Just as Scott was the leader for Boyle on the court, he might be the one Beckley believes can connect the next era.
“A lot of these guys come from different eras, and it’s exciting to be able to play with guys from different eras,” Scott said. “I’d like to Spencer (Dinwiddie), Ski (Askia Booker) and a few more of these guys out here some day too. It’s good to see these guys who I don’t know much about.”
“It feels like a video game, you know where they have Floyd Mayweather fighting Rocky Balboa or something like that, it’s like one of those things you can’t put together,” Copeland said. “Michel could never play with Richard Roby, Luke could never play with Calvin Willams, and I couldn’t play with Josh Scott, it makes you ask ‘what would that team look like?’ It feels like a video game; it’s really dope. I’m more excited about playing with these guys than anything.”
That’s probably the coolest part for the fans of CU, which all these players are, seeing some of the greats from different generations play together for the first time. And it’s not like they’ve been spending their days at the YMCA either.
“We got got guys everywhere, but it still needs to grow,” Scott said. “We need to get to the next level, and that starts with getting past the first round of the NCAA Tournament. And then it takes us to get to higher levels of play; we have eight or so guys playing in the NBA or the EuroLeague.”
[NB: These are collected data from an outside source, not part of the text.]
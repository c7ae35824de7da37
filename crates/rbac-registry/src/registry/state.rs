//! Registry state
//!
//! The three registered sets and the two association maps, with every
//! operation implemented against `&self`/`&mut self`. Nothing here locks;
//! [`Rbac`](super::Rbac) takes the guard once and calls into this type, so
//! no operation ever re-enters the lock.

use std::collections::{HashMap, HashSet};

use crate::error::{RbacError, RbacResult};
use crate::permissions::Permission;
use crate::subjects::{Role, User};

#[derive(Debug, Default)]
pub(crate) struct RbacState {
    pub(crate) permissions: HashSet<Permission>,
    pub(crate) roles: HashSet<Role>,
    pub(crate) users: HashSet<User>,

    /// Role -> permissions granted to it. Keys are always registered roles.
    pub(crate) role_permissions: HashMap<Role, HashSet<Permission>>,
    /// User -> roles assigned to it. Keys are always registered users.
    pub(crate) user_roles: HashMap<User, HashSet<Role>>,
}

impl RbacState {
    // ------------------------------------------------------------------------
    // Preconditions
    // ------------------------------------------------------------------------

    pub(crate) fn require_permission(&self, permission: &Permission) -> RbacResult<()> {
        if self.permissions.contains(permission) {
            Ok(())
        } else {
            Err(RbacError::PermissionNotRegistered)
        }
    }

    pub(crate) fn require_role(&self, role: &Role) -> RbacResult<()> {
        if self.roles.contains(role) {
            Ok(())
        } else {
            Err(RbacError::RoleNotRegistered)
        }
    }

    pub(crate) fn require_user(&self, user: &User) -> RbacResult<()> {
        if self.users.contains(user) {
            Ok(())
        } else {
            Err(RbacError::UserNotRegistered)
        }
    }

    // ------------------------------------------------------------------------
    // Registration and cascading removal
    // ------------------------------------------------------------------------

    pub(crate) fn register_permission(&mut self, permission: Permission) -> bool {
        self.permissions.insert(permission)
    }

    pub(crate) fn register_role(&mut self, role: Role) -> bool {
        self.roles.insert(role)
    }

    pub(crate) fn register_user(&mut self, user: User) -> bool {
        self.users.insert(user)
    }

    /// Unregister a permission and prune it from every role.
    ///
    /// Role entries are kept even when their set becomes empty.
    /// Returns `None` if the permission was not registered, otherwise the
    /// number of roles it was pruned from.
    pub(crate) fn remove_permission(&mut self, permission: &Permission) -> Option<usize> {
        if !self.permissions.remove(permission) {
            return None;
        }

        let pruned = self
            .role_permissions
            .values_mut()
            .map(|perms| perms.remove(permission))
            .filter(|removed| *removed)
            .count();
        Some(pruned)
    }

    /// Unregister every permission matching `pred`, applying the permission
    /// cascade to each. Returns the removed permissions.
    pub(crate) fn remove_permissions_where<F>(&mut self, pred: F) -> Vec<Permission>
    where
        F: Fn(&Permission) -> bool,
    {
        let doomed: Vec<Permission> = self
            .permissions
            .iter()
            .filter(|p| pred(p))
            .cloned()
            .collect();

        for permission in &doomed {
            self.remove_permission(permission);
        }
        doomed
    }

    /// Unregister a role, drop its permission entry and prune it from every
    /// user. User entries are kept even when their set becomes empty.
    ///
    /// Returns `None` if the role was not registered, otherwise the number of
    /// users it was pruned from.
    pub(crate) fn remove_role(&mut self, role: &Role) -> Option<usize> {
        if !self.roles.remove(role) {
            return None;
        }

        self.role_permissions.remove(role);
        let pruned = self
            .user_roles
            .values_mut()
            .map(|roles| roles.remove(role))
            .filter(|removed| *removed)
            .count();
        Some(pruned)
    }

    /// Unregister a user and drop its role entry entirely.
    ///
    /// Returns `None` if the user was not registered, otherwise the number of
    /// role assignments dropped with it.
    pub(crate) fn remove_user(&mut self, user: &User) -> Option<usize> {
        if !self.users.remove(user) {
            return None;
        }

        let dropped = self.user_roles.remove(user).map_or(0, |roles| roles.len());
        Some(dropped)
    }

    // ------------------------------------------------------------------------
    // Role <-> Permission
    // ------------------------------------------------------------------------

    pub(crate) fn assign_permission(&mut self, role: &Role, permission: &Permission) -> RbacResult<bool> {
        self.require_role(role)?;
        self.require_permission(permission)?;

        let perms = self.role_permissions.entry(role.clone()).or_default();
        if perms.contains(permission) {
            return Ok(false);
        }
        perms.insert(permission.clone());
        Ok(true)
    }

    pub(crate) fn unassign_permission(&mut self, role: &Role, permission: &Permission) -> RbacResult<bool> {
        self.require_role(role)?;
        self.require_permission(permission)?;

        Ok(self
            .role_permissions
            .get_mut(role)
            .is_some_and(|perms| perms.remove(permission)))
    }

    pub(crate) fn permissions_of(&self, role: &Role) -> RbacResult<Vec<Permission>> {
        self.require_role(role)?;

        Ok(self
            .role_permissions
            .get(role)
            .map(|perms| perms.iter().cloned().collect())
            .unwrap_or_default())
    }

    pub(crate) fn role_has_permission(&self, role: &Role, permission: &Permission) -> RbacResult<bool> {
        self.require_role(role)?;
        self.require_permission(permission)?;

        Ok(self.role_grants(role, permission))
    }

    fn role_grants(&self, role: &Role, permission: &Permission) -> bool {
        self.role_permissions
            .get(role)
            .is_some_and(|perms| perms.contains(permission))
    }

    // ------------------------------------------------------------------------
    // User <-> Role
    // ------------------------------------------------------------------------

    pub(crate) fn assign_role(&mut self, user: &User, role: &Role) -> RbacResult<bool> {
        self.require_user(user)?;
        self.require_role(role)?;

        let roles = self.user_roles.entry(user.clone()).or_default();
        if roles.contains(role) {
            return Ok(false);
        }
        roles.insert(role.clone());
        Ok(true)
    }

    pub(crate) fn unassign_role(&mut self, user: &User, role: &Role) -> RbacResult<bool> {
        self.require_user(user)?;
        self.require_role(role)?;

        Ok(self
            .user_roles
            .get_mut(user)
            .is_some_and(|roles| roles.remove(role)))
    }

    pub(crate) fn roles_of(&self, user: &User) -> RbacResult<Vec<Role>> {
        self.require_user(user)?;

        Ok(self
            .user_roles
            .get(user)
            .map(|roles| roles.iter().cloned().collect())
            .unwrap_or_default())
    }

    pub(crate) fn user_has_role(&self, user: &User, role: &Role) -> RbacResult<bool> {
        self.require_user(user)?;
        self.require_role(role)?;

        Ok(self
            .user_roles
            .get(user)
            .is_some_and(|roles| roles.contains(role)))
    }

    // ------------------------------------------------------------------------
    // Decision
    // ------------------------------------------------------------------------

    pub(crate) fn user_has_permission(&self, user: &User, permission: &Permission) -> RbacResult<bool> {
        self.require_user(user)?;
        self.require_permission(permission)?;

        Ok(self.user_grants(user, permission))
    }

    /// One hop: user -> any directly assigned role -> exact permission.
    /// Stops at the first role that grants it.
    fn user_grants(&self, user: &User, permission: &Permission) -> bool {
        self.user_roles
            .get(user)
            .is_some_and(|roles| roles.iter().any(|role| self.role_grants(role, permission)))
    }
}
“We have the foundation now but how can we build upon the house to get to an Elite Eight or a Final Four? I think about this all the time,” Beckley said starry-eyed. “If we made a run like that, so much pressure would come off of all of and we deserve it, but it’s hard to do.”
The goal is to take the program to the highest level, and everyone you talk to from former players to current staff members thinks it’s doable.
Dominique Coleman tries to sound stern, but can’t help but breaking up:
“It’s better (than the highest level,)” said Dominique Coleman who played from 2005-2007. “This is a little different; this is family. Kentucky and Duke guys are there one year, and they’re done, we’re four years or two, and we come back all the time, they’re there for six months. This is different.”
Everyone is agreement on two things: 1, this TBT “thing,” that nobody can really define, is helping and, two, Tad Boyle is a genius.
“We were up on top of Champions Center, having a welcome C Club event,” Beckley said. “Looking around you have Mindy Sclaro who is our Academic Coordinator and has been there for 11 years and has seen all of us grow up and get our degrees, all the donors, the players who are of age are up there drinking, and we’re going ‘this is a program finally,’ and coach Boyle isn’t even there. He’s out doing stuff representing lthe program overseas for USA Basketball while back home he has players who didn’t even play for him helping to build our program.”
Boyle, everyone agrees, has done more to re-establish the program than anyone.
“It’s amazing to me how many people take Tad Boyle for granted,” Gamble said. “What an unbelievable job he has done building up the program and no, it didn’t necessarily start with him. And yes it had everything to do with the walks of life that came before him and all the people that are involved with the program whether it’s scholarship donors or outside boosters… there are so many different people that have paved the way to get CU basketball to where it is, and I think we overlook certain things and we take it for granted. We are in a golden era of CU hoops, and we haven’t peaked yet.”